# DATASET
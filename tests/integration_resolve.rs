//! End-to-end resolution tests against the echo attribute resolver
//!
//! The echo resolver answers every attribute with `<!--id.attribute-->`, so
//! these tests exercise the engine itself: parameter materialization,
//! condition evaluation, pruning, reference resolution and the rewriter.

use std::sync::Arc;

use cfn_resolve::{
    EchoAttributeResolver, ResolveError, ResolveOptions, ResolveResult, TemplateContext,
    TemplateEngine, resolve_template,
};
use indexmap::IndexMap;
use pretty_assertions::assert_eq;
use serde_json::{Value, json};

fn context() -> TemplateContext {
    TemplateContext::new("123456789", "eu-central-1", "MyStack")
}

fn resolve(template: Value, context: TemplateContext) -> ResolveResult<TemplateEngine> {
    let mut engine = TemplateEngine::new(context, template, Arc::new(EchoAttributeResolver))
        .with_parameter_defaults(true);
    engine.resolve()?;
    Ok(engine)
}

#[test]
fn test_parameter_defaults_materialize() {
    let engine = resolve(
        json!({"Parameters": {"Env": {"Type": "String", "Default": "dev"}}}),
        context(),
    )
    .unwrap();
    assert_eq!(
        engine.parameters().get("Env"),
        Some(&json!("dev")),
        "template default should fill the missing parameter"
    );
}

#[test]
fn test_parameter_override_wins_over_default() {
    let ctx = context().with_parameters(IndexMap::from([("Env".to_string(), json!("prod"))]));
    let engine = resolve(
        json!({"Parameters": {"Env": {"Type": "String", "Default": "dev"}}}),
        ctx,
    )
    .unwrap();
    assert_eq!(engine.parameters().get("Env"), Some(&json!("prod")));
}

#[test]
fn test_defaults_disabled_leaves_parameter_unset() {
    let mut engine = TemplateEngine::new(
        context(),
        json!({"Parameters": {"Env": {"Type": "String", "Default": "dev"}}}),
        Arc::new(EchoAttributeResolver),
    );
    engine.resolve().unwrap();
    assert!(engine.parameters().is_empty());
}

#[test]
fn test_ssm_typed_default_picks_latest_version() {
    let mut versions = IndexMap::new();
    versions.insert("1".to_string(), json!("old-ami"));
    versions.insert("2".to_string(), json!("new-ami"));
    let ctx = context()
        .with_ssm_parameters(IndexMap::from([("/base/ami".to_string(), versions)]));
    let engine = resolve(
        json!({"Parameters": {"Ami": {
            "Type": "AWS::SSM::Parameter::Value<String>",
            "Default": "/base/ami"
        }}}),
        ctx,
    )
    .unwrap();
    assert_eq!(engine.parameters().get("Ami"), Some(&json!("new-ami")));
}

#[test]
fn test_ssm_typed_default_missing_parameter_fails() {
    let err = resolve(
        json!({"Parameters": {"Ami": {
            "Type": "AWS::SSM::Parameter::Value<String>",
            "Default": "/absent"
        }}}),
        context(),
    )
    .unwrap_err();
    assert_eq!(
        err,
        ResolveError::SsmParameterNotFound {
            name: "/absent".to_string()
        }
    );
}

#[test]
fn test_comma_delimited_default_splits() {
    let engine = resolve(
        json!({"Parameters": {"Zones": {
            "Type": "CommaDelimitedList",
            "Default": "a,b,c"
        }}}),
        context(),
    )
    .unwrap();
    assert_eq!(
        engine.parameters().get("Zones"),
        Some(&json!(["a", "b", "c"]))
    );
}

#[test]
fn test_condition_prunes_resource() {
    let engine = resolve(
        json!({
            "Parameters": {"Env": {"Type": "String", "Default": "dev"}},
            "Conditions": {"IsProd": {"Fn::Equals": [{"Ref": "Env"}, "prod"]}},
            "Resources": {
                "Fleet": {"Type": "AWS::EC2::VPC", "Condition": "IsProd"},
                "Keep": {"Type": "AWS::S3::Bucket"}
            }
        }),
        context(),
    )
    .unwrap();
    assert_eq!(engine.conditions().get("IsProd"), Some(&false));
    let resources = engine.document().get("Resources").unwrap();
    assert!(resources.get("Fleet").is_none(), "guarded resource must be dropped");
    assert!(resources.get("Keep").is_some());
}

#[test]
fn test_reference_to_pruned_resource_fails() {
    let err = resolve(
        json!({
            "Parameters": {"Env": {"Type": "String", "Default": "dev"}},
            "Conditions": {"IsProd": {"Fn::Equals": [{"Ref": "Env"}, "prod"]}},
            "Resources": {
                "Fleet": {"Type": "AWS::EC2::VPC", "Condition": "IsProd"}
            },
            "Outputs": {"FleetId": {"Value": {"Ref": "Fleet"}}}
        }),
        context(),
    )
    .unwrap_err();
    assert_eq!(
        err,
        ResolveError::ReferenceNotFound {
            name: "Fleet".to_string()
        }
    );
}

#[test]
fn test_undefined_condition_guard_fails() {
    let err = resolve(
        json!({"Resources": {"A": {"Type": "AWS::S3::Bucket", "Condition": "Nope"}}}),
        context(),
    )
    .unwrap_err();
    assert_eq!(
        err,
        ResolveError::ConditionNotFound {
            name: "Nope".to_string()
        }
    );
}

#[test]
fn test_forward_condition_reference_fails() {
    let err = resolve(
        json!({"Conditions": {
            "A": {"Fn::And": [{"Condition": "B"}, {"Fn::Equals": [1, 1]}]},
            "B": {"Fn::Equals": [1, 1]}
        }}),
        context(),
    )
    .unwrap_err();
    assert_eq!(
        err,
        ResolveError::ConditionNotFound {
            name: "B".to_string()
        }
    );
}

#[test]
fn test_or_and_resolve_condition_references_symmetrically() {
    let engine = resolve(
        json!({"Conditions": {
            "First": {"Fn::Equals": [1, 1]},
            "ViaOr": {"Fn::Or": [{"Condition": "First"}, false]},
            "ViaAnd": {"Fn::And": [{"Condition": "First"}, true]}
        }}),
        context(),
    )
    .unwrap();
    assert_eq!(engine.conditions().get("ViaOr"), Some(&true));
    assert_eq!(engine.conditions().get("ViaAnd"), Some(&true));
}

#[test]
fn test_no_value_removes_mapping_entries() {
    let engine = resolve(
        json!({"Payload": {
            "Gone": {"Ref": "AWS::NoValue"},
            "Kept": "x"
        }}),
        context(),
    )
    .unwrap();
    assert_eq!(engine.document().get("Payload"), Some(&json!({"Kept": "x"})));
}

#[test]
fn test_no_value_removes_sequence_elements_preserving_order() {
    let engine = resolve(
        json!({"Payload": [
            "a",
            {"Ref": "AWS::NoValue"},
            "b",
            {"Ref": "AWS::NoValue"},
            "c"
        ]}),
        context(),
    )
    .unwrap();
    assert_eq!(engine.document().get("Payload"), Some(&json!(["a", "b", "c"])));
}

#[test]
fn test_reference_priority_pseudo_over_resource_over_parameter() {
    // Colliding names should not happen in valid input, but the priority
    // order is pseudo reference, then resource, then parameter.
    let ctx = context().with_parameters(IndexMap::from([
        ("AWS::Region".to_string(), json!("from-parameter")),
        ("Shared".to_string(), json!("from-parameter")),
    ]));
    let engine = resolve(
        json!({
            "Resources": {
                "AWS::Region": {"Type": "AWS::S3::Bucket"},
                "Shared": {"Type": "AWS::S3::Bucket"}
            },
            "Payload": {
                "Region": {"Ref": "AWS::Region"},
                "Shared": {"Ref": "Shared"}
            }
        }),
        ctx,
    )
    .unwrap();
    assert_eq!(
        engine.document().get("Payload"),
        Some(&json!({
            "Region": "eu-central-1",
            "Shared": "<!--Shared.Ref-->"
        }))
    );
}

#[test]
fn test_fn_if_does_not_evaluate_untaken_branch() {
    // The untaken branch references a missing resource; it must never be
    // looked at.
    let engine = resolve(
        json!({
            "Conditions": {"UseA": {"Fn::Equals": [1, 1]}},
            "Payload": {"Fn::If": ["UseA", "ok", {"Fn::GetAtt": "Missing.Arn"}]}
        }),
        context(),
    )
    .unwrap();
    assert_eq!(engine.document().get("Payload"), Some(&json!("ok")));
}

#[test]
fn test_fn_if_no_value_branch_omits_slot() {
    let engine = resolve(
        json!({
            "Conditions": {"Never": {"Fn::Equals": [1, 2]}},
            "Payload": {
                "Maybe": {"Fn::If": ["Never", "x", {"Ref": "AWS::NoValue"}]},
                "Kept": "y"
            }
        }),
        context(),
    )
    .unwrap();
    assert_eq!(engine.document().get("Payload"), Some(&json!({"Kept": "y"})));
}

#[test]
fn test_dynamic_ssm_reference_resolves() {
    let mut versions = IndexMap::new();
    versions.insert("7".to_string(), json!("secret-seven"));
    let ctx = context().with_ssm_parameters(IndexMap::from([("db-pass".to_string(), versions)]));
    let engine = resolve(json!({"Payload": "{{resolve:ssm:db-pass:7}}"}), ctx).unwrap();
    assert_eq!(engine.document().get("Payload"), Some(&json!("secret-seven")));
}

#[test]
fn test_dynamic_reference_unsupported_provider_fails() {
    let err = resolve(
        json!({"Payload": "{{resolve:ssm-secure:db-pass:7}}"}),
        context(),
    )
    .unwrap_err();
    assert!(matches!(err, ResolveError::DynamicReference { .. }));
}

#[test]
fn test_dynamic_reference_missing_version_fails() {
    let mut versions = IndexMap::new();
    versions.insert("1".to_string(), json!("v1"));
    let ctx = context().with_ssm_parameters(IndexMap::from([("db-pass".to_string(), versions)]));
    let err = resolve(json!({"Payload": "{{resolve:ssm:db-pass:9}}"}), ctx).unwrap_err();
    assert_eq!(
        err,
        ResolveError::SsmVersionNotFound {
            name: "db-pass".to_string(),
            version: "9".to_string()
        }
    );
}

#[test]
fn test_bookkeeping_sections_stripped() {
    let engine = resolve(
        json!({
            "AWSTemplateFormatVersion": "2010-09-09",
            "Parameters": {"Env": {"Type": "String", "Default": "dev"}},
            "Mappings": {"M": {"a": {"b": 1}}},
            "Conditions": {"C": {"Fn::Equals": [1, 1]}},
            "Rules": {"R": {"Assertions": []}},
            "Resources": {
                "B": {
                    "Type": "AWS::S3::Bucket",
                    "Condition": "C",
                    "DependsOn": ["Nothing"]
                }
            }
        }),
        context(),
    )
    .unwrap();
    let document = engine.document();
    for section in ["Parameters", "Mappings", "Conditions", "Rules"] {
        assert!(document.get(section).is_none(), "{section} must be stripped");
    }
    let resource = document.get("Resources").unwrap().get("B").unwrap();
    assert!(resource.get("Condition").is_none());
    assert!(resource.get("DependsOn").is_none());
    assert_eq!(
        document.get("AWSTemplateFormatVersion"),
        Some(&json!("2010-09-09"))
    );
}

#[test]
fn test_rules_are_stripped_without_evaluation() {
    // An erroring expression inside Rules must never run.
    let engine = resolve(
        json!({"Rules": {"R": {"RuleCondition": {"Fn::Bogus": ["x"]}}}}),
        context(),
    )
    .unwrap();
    assert!(engine.document().get("Rules").is_none());
}

#[test]
fn test_unknown_intrinsic_fails() {
    let err = resolve(json!({"Payload": {"Fn::Bogus": []}}), context()).unwrap_err();
    assert_eq!(
        err,
        ResolveError::UnknownIntrinsic {
            name: "Fn::Bogus".to_string()
        }
    );
}

#[test]
fn test_unresolvable_reference_fails() {
    let err = resolve(json!({"Payload": {"Ref": "Ghost"}}), context()).unwrap_err();
    assert_eq!(
        err,
        ResolveError::ReferenceNotFound {
            name: "Ghost".to_string()
        }
    );
}

#[test]
fn test_pseudo_references_resolve_from_context() {
    let engine = resolve(
        json!({"Payload": {
            "StackName": {"Ref": "AWS::StackName"},
            "Account": {"Ref": "AWS::AccountId"},
            "Partition": {"Ref": "AWS::Partition"},
            "Suffix": {"Ref": "AWS::URLSuffix"}
        }}),
        context(),
    )
    .unwrap();
    assert_eq!(
        engine.document().get("Payload"),
        Some(&json!({
            "StackName": "MyStack",
            "Account": "123456789",
            "Partition": "aws",
            "Suffix": "amazonaws.com"
        }))
    );
}

#[test]
fn test_stack_id_has_arn_shape() {
    let engine = resolve(json!({"Payload": {"Ref": "AWS::StackId"}}), context()).unwrap();
    let stack_id = engine.document().get("Payload").unwrap().as_str().unwrap();
    assert!(
        stack_id.starts_with("arn:aws:cloudformation:eu-central-1:123456789:stack/MyStack/"),
        "unexpected stack id {stack_id}"
    );
}

#[test]
fn test_recursion_limit_guards_pathological_nesting() {
    let mut nested = json!("leaf");
    for _ in 0..200 {
        nested = json!([nested]);
    }
    let err = resolve(json!({"Payload": nested}), context()).unwrap_err();
    assert!(matches!(err, ResolveError::RecursionLimitExceeded { .. }));
}

#[test]
fn test_resolve_template_driver_round_trip() {
    let resolved = resolve_template(
        context(),
        json!({
            "Parameters": {"Env": {"Type": "String", "Default": "dev"}},
            "Conditions": {"IsProd": {"Fn::Equals": [{"Ref": "Env"}, "prod"]}},
            "Resources": {
                "Logs": {
                    "Type": "AWS::S3::Bucket",
                    "Properties": {"BucketName": {"Fn::Sub": "${Env}-logs"}}
                }
            },
            "Outputs": {"Bucket": {"Value": {"Ref": "Logs"}}}
        }),
        ResolveOptions {
            use_parameter_defaults: true,
        },
    )
    .unwrap();
    assert_eq!(resolved.parameters.get("Env"), Some(&json!("dev")));
    assert_eq!(resolved.conditions.get("IsProd"), Some(&false));
    assert_eq!(
        resolved.document.get("Outputs"),
        Some(&json!({"Bucket": {"Value": "dev-logs"}}))
    );
    assert_eq!(
        resolved
            .document
            .pointer("/Resources/Logs/Properties/BucketName"),
        Some(&json!("dev-logs"))
    );
}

# BRIEF
Report how many lines of the data hold the string "MyStack"; give only the number.

# OUTPUT
3